Saved data entries:
· · ·

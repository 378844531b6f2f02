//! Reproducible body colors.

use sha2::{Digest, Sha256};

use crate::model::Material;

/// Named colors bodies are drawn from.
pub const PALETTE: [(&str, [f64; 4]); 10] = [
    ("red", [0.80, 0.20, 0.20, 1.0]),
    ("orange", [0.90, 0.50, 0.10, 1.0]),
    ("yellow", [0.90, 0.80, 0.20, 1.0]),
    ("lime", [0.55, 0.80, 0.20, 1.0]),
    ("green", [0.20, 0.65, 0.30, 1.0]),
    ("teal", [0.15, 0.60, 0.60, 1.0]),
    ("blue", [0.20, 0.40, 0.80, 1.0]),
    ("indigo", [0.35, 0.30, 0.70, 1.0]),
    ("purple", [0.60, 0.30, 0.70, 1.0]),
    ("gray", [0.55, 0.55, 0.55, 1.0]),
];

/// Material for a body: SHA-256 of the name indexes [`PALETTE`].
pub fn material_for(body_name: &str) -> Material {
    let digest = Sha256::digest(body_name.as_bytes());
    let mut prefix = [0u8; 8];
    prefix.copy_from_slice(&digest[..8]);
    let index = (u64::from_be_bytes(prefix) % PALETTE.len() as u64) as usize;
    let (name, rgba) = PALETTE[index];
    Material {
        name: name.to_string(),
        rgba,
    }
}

· · ·

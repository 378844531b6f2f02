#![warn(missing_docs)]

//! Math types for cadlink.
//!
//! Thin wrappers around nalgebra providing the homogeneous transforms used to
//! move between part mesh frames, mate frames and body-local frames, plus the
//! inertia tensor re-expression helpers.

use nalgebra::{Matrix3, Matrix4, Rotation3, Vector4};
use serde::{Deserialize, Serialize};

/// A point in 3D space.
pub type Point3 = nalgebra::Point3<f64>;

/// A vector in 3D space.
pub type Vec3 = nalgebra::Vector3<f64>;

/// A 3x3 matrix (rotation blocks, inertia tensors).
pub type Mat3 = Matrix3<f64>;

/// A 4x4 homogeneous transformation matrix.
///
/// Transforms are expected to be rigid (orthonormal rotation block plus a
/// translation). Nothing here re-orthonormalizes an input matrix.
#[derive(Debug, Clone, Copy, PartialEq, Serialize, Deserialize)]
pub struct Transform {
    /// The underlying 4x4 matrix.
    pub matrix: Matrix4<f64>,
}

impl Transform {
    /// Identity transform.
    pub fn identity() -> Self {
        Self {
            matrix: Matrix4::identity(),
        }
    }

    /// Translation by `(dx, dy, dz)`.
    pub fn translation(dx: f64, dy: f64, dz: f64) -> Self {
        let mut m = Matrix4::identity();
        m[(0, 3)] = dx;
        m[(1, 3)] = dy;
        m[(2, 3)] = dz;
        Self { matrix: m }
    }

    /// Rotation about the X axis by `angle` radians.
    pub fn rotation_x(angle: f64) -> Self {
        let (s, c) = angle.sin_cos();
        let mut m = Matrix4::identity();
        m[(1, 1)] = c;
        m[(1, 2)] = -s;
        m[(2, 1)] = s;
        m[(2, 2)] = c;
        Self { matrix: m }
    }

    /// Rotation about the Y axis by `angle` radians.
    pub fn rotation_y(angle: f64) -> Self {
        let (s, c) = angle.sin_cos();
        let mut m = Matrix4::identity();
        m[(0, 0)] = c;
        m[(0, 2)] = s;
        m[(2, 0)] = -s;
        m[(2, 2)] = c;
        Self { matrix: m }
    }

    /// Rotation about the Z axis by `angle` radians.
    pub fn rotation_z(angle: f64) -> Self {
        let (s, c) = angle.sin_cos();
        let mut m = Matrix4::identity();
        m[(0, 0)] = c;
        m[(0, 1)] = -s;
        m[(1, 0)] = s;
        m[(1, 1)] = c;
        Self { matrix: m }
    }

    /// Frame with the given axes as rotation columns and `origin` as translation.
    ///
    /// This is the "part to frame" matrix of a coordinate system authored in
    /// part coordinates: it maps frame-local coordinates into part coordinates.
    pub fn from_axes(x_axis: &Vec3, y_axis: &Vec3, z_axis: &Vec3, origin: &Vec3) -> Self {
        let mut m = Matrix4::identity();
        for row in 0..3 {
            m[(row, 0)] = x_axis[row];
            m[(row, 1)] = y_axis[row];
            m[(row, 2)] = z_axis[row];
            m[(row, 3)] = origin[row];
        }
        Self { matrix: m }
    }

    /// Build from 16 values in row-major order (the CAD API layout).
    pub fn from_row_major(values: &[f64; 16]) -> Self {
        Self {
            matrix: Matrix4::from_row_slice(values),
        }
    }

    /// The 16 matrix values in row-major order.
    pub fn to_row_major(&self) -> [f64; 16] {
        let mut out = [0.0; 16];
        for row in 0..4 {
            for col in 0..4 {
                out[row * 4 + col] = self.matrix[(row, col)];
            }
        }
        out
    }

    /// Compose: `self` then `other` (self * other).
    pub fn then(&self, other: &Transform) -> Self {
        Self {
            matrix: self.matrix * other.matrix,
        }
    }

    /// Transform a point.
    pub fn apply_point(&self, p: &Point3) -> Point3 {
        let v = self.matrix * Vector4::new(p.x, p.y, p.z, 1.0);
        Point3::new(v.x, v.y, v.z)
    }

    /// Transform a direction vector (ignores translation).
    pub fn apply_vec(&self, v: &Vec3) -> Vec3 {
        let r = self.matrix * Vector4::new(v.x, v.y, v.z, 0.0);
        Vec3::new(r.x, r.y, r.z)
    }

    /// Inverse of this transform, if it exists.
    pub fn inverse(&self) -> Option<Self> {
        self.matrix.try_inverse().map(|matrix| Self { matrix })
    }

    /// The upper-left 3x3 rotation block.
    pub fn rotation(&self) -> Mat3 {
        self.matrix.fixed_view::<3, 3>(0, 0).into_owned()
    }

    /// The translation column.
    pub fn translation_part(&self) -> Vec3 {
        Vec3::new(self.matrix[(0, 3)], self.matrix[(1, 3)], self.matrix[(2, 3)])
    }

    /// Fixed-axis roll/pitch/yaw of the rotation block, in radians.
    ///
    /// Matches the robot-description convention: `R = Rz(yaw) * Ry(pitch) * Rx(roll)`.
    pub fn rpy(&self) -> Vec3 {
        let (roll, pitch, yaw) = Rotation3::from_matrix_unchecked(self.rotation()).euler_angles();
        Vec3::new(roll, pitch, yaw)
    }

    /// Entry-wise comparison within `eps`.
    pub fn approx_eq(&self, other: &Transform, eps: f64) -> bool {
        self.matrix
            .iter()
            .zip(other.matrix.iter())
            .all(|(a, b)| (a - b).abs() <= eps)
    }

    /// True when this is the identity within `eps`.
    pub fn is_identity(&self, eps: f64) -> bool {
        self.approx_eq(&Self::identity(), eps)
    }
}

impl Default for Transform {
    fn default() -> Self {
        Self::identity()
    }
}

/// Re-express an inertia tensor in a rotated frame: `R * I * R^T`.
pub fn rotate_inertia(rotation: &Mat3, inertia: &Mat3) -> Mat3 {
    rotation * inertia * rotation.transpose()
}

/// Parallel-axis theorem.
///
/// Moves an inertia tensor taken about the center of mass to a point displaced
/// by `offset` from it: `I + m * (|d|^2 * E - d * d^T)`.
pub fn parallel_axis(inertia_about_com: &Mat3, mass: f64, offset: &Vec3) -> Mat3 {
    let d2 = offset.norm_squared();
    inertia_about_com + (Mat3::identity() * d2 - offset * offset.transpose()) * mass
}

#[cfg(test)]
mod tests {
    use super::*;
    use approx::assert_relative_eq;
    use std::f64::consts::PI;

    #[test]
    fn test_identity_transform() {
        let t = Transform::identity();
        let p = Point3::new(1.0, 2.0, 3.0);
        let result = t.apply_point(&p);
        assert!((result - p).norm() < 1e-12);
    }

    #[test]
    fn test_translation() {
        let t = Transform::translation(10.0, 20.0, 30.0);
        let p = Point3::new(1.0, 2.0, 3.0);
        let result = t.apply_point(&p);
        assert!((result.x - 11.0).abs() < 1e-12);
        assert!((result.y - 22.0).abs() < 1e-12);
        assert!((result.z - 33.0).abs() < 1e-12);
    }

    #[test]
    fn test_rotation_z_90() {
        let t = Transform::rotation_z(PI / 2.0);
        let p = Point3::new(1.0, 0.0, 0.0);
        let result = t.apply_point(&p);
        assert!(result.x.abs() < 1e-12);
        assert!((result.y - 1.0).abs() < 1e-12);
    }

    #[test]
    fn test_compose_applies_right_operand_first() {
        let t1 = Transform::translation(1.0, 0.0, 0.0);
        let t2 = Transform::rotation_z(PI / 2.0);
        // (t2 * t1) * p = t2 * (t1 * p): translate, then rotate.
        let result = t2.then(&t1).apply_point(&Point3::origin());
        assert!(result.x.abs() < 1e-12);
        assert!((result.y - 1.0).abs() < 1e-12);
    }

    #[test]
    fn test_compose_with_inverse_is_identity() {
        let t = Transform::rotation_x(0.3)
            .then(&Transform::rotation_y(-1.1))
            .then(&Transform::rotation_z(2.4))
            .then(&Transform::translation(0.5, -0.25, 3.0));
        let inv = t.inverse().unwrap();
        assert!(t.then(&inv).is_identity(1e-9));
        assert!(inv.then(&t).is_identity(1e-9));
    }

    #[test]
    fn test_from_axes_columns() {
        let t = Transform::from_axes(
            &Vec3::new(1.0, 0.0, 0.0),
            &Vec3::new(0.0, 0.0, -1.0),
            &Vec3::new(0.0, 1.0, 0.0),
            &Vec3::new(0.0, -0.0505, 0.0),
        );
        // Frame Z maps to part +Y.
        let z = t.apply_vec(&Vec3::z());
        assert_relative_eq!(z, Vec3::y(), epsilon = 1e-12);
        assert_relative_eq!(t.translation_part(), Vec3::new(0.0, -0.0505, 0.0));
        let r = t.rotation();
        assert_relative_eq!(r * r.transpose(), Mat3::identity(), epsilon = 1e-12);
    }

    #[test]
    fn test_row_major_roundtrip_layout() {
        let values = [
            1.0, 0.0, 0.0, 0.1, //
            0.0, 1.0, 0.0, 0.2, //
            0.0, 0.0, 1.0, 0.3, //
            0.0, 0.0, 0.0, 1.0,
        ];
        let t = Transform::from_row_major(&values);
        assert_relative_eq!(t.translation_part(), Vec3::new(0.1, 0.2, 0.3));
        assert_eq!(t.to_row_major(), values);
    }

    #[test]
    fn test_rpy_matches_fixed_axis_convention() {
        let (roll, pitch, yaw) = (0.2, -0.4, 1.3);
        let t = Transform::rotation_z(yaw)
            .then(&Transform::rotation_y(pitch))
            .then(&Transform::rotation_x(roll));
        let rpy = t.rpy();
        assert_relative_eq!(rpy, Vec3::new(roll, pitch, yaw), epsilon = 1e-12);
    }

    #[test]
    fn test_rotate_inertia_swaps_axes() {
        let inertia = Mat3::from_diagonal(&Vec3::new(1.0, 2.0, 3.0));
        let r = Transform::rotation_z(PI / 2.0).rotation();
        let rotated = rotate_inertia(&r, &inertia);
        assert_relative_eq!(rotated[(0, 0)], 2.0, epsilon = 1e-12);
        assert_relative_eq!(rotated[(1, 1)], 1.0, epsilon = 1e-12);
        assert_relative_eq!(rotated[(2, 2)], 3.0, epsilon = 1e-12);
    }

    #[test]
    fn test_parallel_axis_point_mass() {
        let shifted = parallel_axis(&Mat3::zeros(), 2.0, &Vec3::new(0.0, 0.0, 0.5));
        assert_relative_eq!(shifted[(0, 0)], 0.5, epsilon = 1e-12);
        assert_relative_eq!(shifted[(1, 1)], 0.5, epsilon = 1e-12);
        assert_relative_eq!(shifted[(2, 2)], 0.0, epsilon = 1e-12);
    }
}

· · ·

**Task objective**
Whenever the word "order" shows up in a line of the entries above, copy that line.

**Response for this exercise**
    /// Build from 16 values in row-major order (the CAD API layout).
    /// The 16 matrix values in row-major order.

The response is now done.